= Assigned task =
Within the listing below, please copy exactly the lines between the line holding "if addresses.len() != cred.signatures.len()" and the line holding "if recovered != *eth_address", inclusive.

--- Data for analysis Enclosed Below ---

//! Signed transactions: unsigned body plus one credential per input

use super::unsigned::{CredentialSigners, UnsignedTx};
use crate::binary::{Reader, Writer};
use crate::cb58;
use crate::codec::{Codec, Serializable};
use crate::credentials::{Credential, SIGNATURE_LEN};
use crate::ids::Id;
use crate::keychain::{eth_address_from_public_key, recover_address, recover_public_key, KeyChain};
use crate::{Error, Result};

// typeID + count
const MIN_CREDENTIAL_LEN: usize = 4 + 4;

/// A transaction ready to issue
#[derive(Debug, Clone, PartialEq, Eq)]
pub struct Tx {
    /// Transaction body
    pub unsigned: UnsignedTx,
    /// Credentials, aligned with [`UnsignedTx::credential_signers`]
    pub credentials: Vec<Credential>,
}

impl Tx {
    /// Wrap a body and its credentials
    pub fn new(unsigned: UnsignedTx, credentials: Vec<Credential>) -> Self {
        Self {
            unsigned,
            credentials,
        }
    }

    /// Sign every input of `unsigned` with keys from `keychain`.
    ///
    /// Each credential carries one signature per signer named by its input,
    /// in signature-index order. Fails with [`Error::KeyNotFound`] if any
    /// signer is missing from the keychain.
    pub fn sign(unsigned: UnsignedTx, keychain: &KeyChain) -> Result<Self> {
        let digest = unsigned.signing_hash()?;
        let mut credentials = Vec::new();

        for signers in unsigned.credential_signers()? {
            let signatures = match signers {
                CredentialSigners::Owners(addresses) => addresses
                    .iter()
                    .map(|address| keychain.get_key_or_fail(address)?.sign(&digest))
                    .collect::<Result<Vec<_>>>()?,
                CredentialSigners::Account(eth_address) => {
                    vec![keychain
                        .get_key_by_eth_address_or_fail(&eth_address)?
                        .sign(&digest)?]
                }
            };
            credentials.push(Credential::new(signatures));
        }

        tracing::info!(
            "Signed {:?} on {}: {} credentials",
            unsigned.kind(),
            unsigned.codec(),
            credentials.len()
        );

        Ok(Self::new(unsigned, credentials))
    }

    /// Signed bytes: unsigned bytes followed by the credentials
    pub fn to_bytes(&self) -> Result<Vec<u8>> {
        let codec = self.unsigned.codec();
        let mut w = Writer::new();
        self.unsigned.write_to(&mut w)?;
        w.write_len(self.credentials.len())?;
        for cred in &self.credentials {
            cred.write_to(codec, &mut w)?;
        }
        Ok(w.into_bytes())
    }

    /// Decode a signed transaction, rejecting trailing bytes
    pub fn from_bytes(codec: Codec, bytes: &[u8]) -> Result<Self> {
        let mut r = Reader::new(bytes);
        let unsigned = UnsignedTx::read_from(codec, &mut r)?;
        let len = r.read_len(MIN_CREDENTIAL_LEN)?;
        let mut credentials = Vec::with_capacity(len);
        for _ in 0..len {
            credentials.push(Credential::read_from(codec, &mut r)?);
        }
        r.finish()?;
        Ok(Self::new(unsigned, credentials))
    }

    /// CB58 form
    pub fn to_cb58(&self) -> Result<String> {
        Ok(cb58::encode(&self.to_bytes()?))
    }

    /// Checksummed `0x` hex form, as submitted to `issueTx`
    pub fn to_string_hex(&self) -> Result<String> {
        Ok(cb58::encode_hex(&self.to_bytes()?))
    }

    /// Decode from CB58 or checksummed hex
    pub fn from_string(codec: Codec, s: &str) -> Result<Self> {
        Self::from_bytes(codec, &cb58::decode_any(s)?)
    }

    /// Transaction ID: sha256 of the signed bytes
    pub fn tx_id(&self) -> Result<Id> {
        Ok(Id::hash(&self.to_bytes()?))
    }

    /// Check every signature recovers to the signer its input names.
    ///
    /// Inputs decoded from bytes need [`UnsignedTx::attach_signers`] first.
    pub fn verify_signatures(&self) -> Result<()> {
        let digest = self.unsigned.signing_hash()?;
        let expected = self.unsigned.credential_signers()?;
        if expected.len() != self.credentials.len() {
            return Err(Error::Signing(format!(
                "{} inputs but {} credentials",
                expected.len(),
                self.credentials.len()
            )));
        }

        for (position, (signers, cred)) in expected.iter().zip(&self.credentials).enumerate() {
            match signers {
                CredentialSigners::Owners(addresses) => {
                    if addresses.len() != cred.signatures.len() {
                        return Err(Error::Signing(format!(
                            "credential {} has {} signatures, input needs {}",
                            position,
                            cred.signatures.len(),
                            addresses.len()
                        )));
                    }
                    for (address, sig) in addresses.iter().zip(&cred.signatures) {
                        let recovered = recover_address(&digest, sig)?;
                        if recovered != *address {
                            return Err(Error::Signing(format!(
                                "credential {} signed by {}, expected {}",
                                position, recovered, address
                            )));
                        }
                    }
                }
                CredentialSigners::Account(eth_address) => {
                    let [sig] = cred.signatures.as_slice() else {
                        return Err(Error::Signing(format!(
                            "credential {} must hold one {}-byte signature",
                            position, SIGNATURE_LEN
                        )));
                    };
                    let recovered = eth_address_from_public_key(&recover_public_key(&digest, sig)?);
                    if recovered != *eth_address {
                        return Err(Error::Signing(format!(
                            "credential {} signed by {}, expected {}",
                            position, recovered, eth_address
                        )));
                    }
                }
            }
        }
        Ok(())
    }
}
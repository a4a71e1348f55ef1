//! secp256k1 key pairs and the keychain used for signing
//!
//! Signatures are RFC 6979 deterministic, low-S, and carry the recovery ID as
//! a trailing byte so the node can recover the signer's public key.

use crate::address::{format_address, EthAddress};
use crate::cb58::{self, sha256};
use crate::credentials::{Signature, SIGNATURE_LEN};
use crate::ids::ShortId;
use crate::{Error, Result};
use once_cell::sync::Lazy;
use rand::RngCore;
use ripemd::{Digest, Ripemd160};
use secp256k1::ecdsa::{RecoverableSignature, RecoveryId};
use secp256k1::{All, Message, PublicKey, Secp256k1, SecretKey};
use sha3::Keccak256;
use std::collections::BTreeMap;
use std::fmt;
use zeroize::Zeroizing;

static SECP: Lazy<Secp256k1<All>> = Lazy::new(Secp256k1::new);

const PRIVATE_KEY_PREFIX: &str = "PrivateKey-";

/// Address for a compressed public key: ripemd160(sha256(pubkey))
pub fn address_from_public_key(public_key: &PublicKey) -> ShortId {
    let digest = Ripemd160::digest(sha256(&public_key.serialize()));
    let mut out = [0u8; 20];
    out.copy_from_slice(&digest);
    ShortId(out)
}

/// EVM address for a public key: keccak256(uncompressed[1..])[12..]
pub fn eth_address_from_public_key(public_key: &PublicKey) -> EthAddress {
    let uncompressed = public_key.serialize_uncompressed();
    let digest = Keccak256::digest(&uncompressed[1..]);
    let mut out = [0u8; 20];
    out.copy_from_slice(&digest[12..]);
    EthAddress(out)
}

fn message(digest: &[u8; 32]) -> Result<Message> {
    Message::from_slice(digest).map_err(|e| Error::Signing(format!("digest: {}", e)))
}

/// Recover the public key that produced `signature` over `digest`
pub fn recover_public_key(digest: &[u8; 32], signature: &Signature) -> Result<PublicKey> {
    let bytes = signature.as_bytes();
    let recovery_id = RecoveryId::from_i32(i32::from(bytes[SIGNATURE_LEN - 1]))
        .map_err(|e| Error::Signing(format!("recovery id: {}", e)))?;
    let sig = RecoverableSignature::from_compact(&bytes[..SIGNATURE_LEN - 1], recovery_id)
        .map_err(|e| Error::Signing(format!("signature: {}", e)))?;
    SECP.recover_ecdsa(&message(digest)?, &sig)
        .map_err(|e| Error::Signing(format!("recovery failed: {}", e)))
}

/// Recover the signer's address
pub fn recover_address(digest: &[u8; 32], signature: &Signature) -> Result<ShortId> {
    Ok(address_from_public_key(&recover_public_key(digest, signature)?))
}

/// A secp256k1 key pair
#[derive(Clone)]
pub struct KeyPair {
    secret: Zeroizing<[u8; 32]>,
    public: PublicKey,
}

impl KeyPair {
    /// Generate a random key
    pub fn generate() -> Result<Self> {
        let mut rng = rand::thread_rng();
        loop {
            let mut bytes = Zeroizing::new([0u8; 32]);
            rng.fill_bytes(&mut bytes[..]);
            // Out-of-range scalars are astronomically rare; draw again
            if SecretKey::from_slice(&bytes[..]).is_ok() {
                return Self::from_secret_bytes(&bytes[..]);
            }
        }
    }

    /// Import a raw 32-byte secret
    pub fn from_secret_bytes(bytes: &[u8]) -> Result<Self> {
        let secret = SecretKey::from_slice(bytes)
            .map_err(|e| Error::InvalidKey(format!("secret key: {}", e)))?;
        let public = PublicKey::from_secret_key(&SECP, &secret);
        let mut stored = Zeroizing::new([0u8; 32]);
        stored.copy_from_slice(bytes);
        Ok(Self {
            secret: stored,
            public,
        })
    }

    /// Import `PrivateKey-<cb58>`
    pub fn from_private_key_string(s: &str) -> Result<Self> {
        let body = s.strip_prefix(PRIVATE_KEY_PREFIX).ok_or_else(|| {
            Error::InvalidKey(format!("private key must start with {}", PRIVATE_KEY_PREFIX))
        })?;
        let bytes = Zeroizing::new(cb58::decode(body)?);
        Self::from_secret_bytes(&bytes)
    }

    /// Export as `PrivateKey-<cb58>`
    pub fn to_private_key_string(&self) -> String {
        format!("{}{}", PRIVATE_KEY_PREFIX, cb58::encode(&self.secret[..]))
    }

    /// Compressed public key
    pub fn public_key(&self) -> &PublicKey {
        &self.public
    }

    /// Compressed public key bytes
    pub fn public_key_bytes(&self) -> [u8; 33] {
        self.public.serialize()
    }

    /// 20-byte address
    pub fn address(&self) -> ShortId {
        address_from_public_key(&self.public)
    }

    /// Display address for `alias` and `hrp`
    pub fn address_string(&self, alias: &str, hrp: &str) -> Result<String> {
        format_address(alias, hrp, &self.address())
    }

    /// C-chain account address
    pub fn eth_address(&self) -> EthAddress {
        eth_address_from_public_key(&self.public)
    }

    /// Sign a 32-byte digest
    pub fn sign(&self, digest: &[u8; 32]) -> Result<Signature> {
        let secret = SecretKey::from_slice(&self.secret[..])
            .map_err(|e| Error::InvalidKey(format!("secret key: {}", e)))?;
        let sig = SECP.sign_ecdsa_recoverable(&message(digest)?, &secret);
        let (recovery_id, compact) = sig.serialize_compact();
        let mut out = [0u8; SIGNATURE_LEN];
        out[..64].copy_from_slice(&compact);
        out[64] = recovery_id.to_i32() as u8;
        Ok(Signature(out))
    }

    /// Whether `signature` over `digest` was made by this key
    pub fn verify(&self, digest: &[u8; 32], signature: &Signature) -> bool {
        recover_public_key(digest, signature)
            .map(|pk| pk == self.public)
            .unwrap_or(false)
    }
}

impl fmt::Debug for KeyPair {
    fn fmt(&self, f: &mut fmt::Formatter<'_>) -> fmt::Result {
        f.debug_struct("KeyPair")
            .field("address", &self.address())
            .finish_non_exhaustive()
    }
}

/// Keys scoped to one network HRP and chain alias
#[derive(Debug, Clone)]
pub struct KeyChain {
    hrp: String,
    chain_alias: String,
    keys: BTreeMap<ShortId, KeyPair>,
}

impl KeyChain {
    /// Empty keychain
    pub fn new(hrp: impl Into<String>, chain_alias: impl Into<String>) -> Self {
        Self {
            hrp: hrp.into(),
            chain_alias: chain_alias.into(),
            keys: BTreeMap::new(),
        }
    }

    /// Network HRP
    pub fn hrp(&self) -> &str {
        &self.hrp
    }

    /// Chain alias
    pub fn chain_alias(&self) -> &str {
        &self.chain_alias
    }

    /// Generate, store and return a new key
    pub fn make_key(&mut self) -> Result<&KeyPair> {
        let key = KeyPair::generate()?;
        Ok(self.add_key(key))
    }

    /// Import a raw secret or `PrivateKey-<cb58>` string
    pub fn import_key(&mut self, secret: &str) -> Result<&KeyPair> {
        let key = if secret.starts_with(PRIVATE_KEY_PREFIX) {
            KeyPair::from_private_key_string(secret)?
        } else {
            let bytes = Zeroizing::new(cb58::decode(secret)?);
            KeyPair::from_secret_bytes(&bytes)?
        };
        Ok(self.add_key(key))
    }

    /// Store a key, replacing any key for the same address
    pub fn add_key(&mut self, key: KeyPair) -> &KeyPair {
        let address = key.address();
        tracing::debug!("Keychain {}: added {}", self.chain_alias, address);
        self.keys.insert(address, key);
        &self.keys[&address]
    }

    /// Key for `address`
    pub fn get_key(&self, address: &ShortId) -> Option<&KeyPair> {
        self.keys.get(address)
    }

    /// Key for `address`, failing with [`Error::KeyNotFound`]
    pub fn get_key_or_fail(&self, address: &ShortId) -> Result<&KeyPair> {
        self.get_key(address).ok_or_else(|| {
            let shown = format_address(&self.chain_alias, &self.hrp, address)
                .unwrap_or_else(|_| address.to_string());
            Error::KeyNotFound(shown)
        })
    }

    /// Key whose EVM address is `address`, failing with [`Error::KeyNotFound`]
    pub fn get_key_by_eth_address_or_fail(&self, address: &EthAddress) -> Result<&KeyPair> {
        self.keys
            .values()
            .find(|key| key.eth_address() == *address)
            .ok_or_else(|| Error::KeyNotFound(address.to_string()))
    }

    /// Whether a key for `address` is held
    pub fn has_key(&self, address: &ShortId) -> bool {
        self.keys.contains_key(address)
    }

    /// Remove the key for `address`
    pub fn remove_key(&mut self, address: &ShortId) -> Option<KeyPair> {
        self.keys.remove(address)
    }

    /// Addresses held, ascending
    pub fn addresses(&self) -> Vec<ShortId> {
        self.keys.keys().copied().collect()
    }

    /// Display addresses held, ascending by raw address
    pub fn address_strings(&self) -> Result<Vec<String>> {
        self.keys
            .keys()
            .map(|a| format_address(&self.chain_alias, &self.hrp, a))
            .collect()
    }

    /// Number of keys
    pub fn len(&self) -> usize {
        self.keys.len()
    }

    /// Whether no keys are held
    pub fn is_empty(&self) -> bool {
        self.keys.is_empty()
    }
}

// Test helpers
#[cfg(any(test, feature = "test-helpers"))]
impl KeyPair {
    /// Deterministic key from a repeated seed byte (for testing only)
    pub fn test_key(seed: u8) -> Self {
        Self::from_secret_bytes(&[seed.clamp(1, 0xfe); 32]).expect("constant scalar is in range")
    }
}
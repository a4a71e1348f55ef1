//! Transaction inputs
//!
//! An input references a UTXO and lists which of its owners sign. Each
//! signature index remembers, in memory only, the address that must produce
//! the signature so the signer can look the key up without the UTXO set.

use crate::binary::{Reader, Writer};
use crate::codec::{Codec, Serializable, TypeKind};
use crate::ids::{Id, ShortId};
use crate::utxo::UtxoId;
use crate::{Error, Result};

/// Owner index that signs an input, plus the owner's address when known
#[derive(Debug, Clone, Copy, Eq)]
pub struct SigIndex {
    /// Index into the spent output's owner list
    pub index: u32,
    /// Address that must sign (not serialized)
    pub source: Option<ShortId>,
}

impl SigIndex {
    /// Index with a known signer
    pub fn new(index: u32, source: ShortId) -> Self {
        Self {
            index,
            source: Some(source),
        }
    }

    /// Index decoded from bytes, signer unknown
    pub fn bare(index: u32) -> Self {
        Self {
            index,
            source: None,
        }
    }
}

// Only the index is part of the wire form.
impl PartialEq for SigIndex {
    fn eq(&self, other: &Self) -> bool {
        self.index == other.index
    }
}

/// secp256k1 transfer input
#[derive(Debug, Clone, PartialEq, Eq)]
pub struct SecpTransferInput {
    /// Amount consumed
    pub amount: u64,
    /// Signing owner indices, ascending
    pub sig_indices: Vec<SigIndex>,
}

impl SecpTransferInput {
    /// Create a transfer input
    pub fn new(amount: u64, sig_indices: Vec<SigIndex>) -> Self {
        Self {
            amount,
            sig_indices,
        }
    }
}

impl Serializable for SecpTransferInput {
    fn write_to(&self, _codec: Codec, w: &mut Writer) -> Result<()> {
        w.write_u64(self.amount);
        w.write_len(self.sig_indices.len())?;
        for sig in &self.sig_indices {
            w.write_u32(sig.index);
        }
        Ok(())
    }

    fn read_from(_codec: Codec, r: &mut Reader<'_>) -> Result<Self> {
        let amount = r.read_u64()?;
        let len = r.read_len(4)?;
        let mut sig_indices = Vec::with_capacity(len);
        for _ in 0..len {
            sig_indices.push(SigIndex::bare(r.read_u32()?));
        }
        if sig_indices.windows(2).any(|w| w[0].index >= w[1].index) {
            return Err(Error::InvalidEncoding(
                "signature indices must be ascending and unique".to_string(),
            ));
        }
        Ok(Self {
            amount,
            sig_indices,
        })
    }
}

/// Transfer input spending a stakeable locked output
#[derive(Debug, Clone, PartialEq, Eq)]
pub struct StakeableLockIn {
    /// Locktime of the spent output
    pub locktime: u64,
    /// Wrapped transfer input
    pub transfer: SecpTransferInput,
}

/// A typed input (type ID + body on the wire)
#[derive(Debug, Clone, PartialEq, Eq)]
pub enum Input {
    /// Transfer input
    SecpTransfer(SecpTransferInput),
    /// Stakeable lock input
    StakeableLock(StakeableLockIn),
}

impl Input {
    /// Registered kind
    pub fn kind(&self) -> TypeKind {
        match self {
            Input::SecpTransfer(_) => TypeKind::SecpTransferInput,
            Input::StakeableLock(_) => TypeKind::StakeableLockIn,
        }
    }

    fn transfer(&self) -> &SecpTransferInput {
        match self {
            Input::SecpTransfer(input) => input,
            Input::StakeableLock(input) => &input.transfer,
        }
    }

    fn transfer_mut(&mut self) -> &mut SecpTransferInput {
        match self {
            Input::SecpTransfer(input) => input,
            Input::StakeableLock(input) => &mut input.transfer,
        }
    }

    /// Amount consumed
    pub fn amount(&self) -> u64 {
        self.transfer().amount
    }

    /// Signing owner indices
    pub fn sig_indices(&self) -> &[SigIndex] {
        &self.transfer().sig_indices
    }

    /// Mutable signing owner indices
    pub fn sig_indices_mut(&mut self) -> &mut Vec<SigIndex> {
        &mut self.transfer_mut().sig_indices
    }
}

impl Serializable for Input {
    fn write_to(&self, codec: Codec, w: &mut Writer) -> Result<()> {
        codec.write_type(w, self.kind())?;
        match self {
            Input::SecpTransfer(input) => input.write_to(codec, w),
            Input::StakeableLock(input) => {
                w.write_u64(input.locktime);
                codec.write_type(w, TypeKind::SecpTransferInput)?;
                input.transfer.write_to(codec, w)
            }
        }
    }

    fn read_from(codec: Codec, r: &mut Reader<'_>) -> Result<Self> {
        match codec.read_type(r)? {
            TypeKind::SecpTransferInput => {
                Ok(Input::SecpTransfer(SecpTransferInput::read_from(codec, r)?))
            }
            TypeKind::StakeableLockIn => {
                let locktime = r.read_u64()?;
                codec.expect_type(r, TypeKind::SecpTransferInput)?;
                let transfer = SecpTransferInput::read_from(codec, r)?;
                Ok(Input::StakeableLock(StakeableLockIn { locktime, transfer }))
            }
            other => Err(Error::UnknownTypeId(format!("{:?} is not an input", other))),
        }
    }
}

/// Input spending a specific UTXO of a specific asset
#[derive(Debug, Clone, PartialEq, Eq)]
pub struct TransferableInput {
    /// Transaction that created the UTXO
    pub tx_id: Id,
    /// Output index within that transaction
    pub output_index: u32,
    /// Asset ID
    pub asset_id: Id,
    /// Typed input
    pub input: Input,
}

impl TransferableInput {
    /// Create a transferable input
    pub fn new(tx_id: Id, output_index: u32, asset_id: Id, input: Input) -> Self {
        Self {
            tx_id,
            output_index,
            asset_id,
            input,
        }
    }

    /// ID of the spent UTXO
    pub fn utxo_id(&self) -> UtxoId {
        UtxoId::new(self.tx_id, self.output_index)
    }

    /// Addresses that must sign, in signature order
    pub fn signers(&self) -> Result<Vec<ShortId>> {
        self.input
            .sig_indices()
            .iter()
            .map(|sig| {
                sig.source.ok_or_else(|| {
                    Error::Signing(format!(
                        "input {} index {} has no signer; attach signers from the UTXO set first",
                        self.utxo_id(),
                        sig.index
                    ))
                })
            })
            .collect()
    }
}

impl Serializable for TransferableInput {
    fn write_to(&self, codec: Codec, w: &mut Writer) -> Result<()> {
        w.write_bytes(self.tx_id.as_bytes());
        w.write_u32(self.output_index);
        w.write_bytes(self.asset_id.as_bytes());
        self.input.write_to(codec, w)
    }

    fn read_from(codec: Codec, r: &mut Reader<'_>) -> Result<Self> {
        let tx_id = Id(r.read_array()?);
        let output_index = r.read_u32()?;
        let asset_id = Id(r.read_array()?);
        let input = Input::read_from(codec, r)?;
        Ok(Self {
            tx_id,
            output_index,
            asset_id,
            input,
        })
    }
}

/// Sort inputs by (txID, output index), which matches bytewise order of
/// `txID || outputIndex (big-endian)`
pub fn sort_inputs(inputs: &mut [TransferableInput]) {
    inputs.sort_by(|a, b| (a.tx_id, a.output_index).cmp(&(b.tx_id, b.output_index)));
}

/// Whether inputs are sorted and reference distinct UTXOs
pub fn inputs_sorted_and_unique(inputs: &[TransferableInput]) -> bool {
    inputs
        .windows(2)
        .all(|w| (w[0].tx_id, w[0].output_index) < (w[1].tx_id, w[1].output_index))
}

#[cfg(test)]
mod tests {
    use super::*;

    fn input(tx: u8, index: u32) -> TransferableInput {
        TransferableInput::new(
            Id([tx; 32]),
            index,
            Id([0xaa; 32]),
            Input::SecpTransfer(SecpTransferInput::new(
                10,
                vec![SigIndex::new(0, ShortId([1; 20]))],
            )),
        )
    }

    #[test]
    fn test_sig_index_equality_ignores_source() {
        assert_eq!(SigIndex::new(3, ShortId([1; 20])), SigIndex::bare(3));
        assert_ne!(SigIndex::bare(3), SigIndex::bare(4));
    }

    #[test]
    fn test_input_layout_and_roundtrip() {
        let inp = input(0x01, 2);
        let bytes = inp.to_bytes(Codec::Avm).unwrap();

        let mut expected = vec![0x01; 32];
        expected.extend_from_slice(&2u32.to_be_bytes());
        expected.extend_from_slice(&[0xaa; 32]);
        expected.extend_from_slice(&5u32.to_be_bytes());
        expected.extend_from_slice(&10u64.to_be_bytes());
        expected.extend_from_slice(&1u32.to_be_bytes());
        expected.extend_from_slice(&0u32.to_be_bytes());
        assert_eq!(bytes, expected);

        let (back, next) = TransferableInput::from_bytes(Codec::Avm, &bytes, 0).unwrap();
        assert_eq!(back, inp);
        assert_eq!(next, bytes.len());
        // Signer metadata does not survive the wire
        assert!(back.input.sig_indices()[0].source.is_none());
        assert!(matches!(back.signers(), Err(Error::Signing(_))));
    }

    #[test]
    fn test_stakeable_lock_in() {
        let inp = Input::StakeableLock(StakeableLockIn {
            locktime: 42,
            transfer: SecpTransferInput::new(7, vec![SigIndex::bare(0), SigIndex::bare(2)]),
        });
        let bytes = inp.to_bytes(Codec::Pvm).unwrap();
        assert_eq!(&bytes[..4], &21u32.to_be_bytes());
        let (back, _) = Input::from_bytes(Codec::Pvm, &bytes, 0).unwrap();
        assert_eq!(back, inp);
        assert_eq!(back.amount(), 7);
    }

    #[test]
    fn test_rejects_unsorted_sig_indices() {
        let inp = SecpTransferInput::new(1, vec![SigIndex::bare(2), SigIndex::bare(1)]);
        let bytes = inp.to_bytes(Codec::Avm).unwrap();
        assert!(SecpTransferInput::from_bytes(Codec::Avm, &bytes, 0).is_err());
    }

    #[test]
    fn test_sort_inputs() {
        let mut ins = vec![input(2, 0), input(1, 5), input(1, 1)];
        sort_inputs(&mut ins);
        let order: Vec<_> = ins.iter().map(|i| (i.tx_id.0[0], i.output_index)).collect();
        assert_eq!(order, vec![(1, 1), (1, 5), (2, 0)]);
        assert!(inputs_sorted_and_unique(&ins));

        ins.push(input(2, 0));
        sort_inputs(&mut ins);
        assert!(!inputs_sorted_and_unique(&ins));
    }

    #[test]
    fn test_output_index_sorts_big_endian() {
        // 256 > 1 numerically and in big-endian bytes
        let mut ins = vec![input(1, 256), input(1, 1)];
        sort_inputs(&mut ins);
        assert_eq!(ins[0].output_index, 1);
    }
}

--- End of Enclosed Data for analysis ---

= Result =
                    if addresses.len() != cred.signatures.len() {
                        return Err(Error::Signing(format!(
                            "credential {} has {} signatures, input needs {}",
                            position,
                            cred.signatures.len(),
                            addresses.len()
                        )));
                    }
                    for (address, sig) in addresses.iter().zip(&cred.signatures) {
                        let recovered = recover_address(&digest, sig)?;
                        if recovered != *address {
                            return Err(Error::Signing(format!(
                                "credential {} signed by {}, expected {}",
                                position, recovered, address
                            )));
                        }
                    }
                }
                CredentialSigners::Account(eth_address) => {
                    let [sig] = cred.signatures.as_slice() else {
                        return Err(Error::Signing(format!(
                            "credential {} must hold one {}-byte signature",
                            position, SIGNATURE_LEN
                        )));
                    };
                    let recovered = eth_address_from_public_key(&recover_public_key(&digest, sig)?);
                    if recovered != *eth_address {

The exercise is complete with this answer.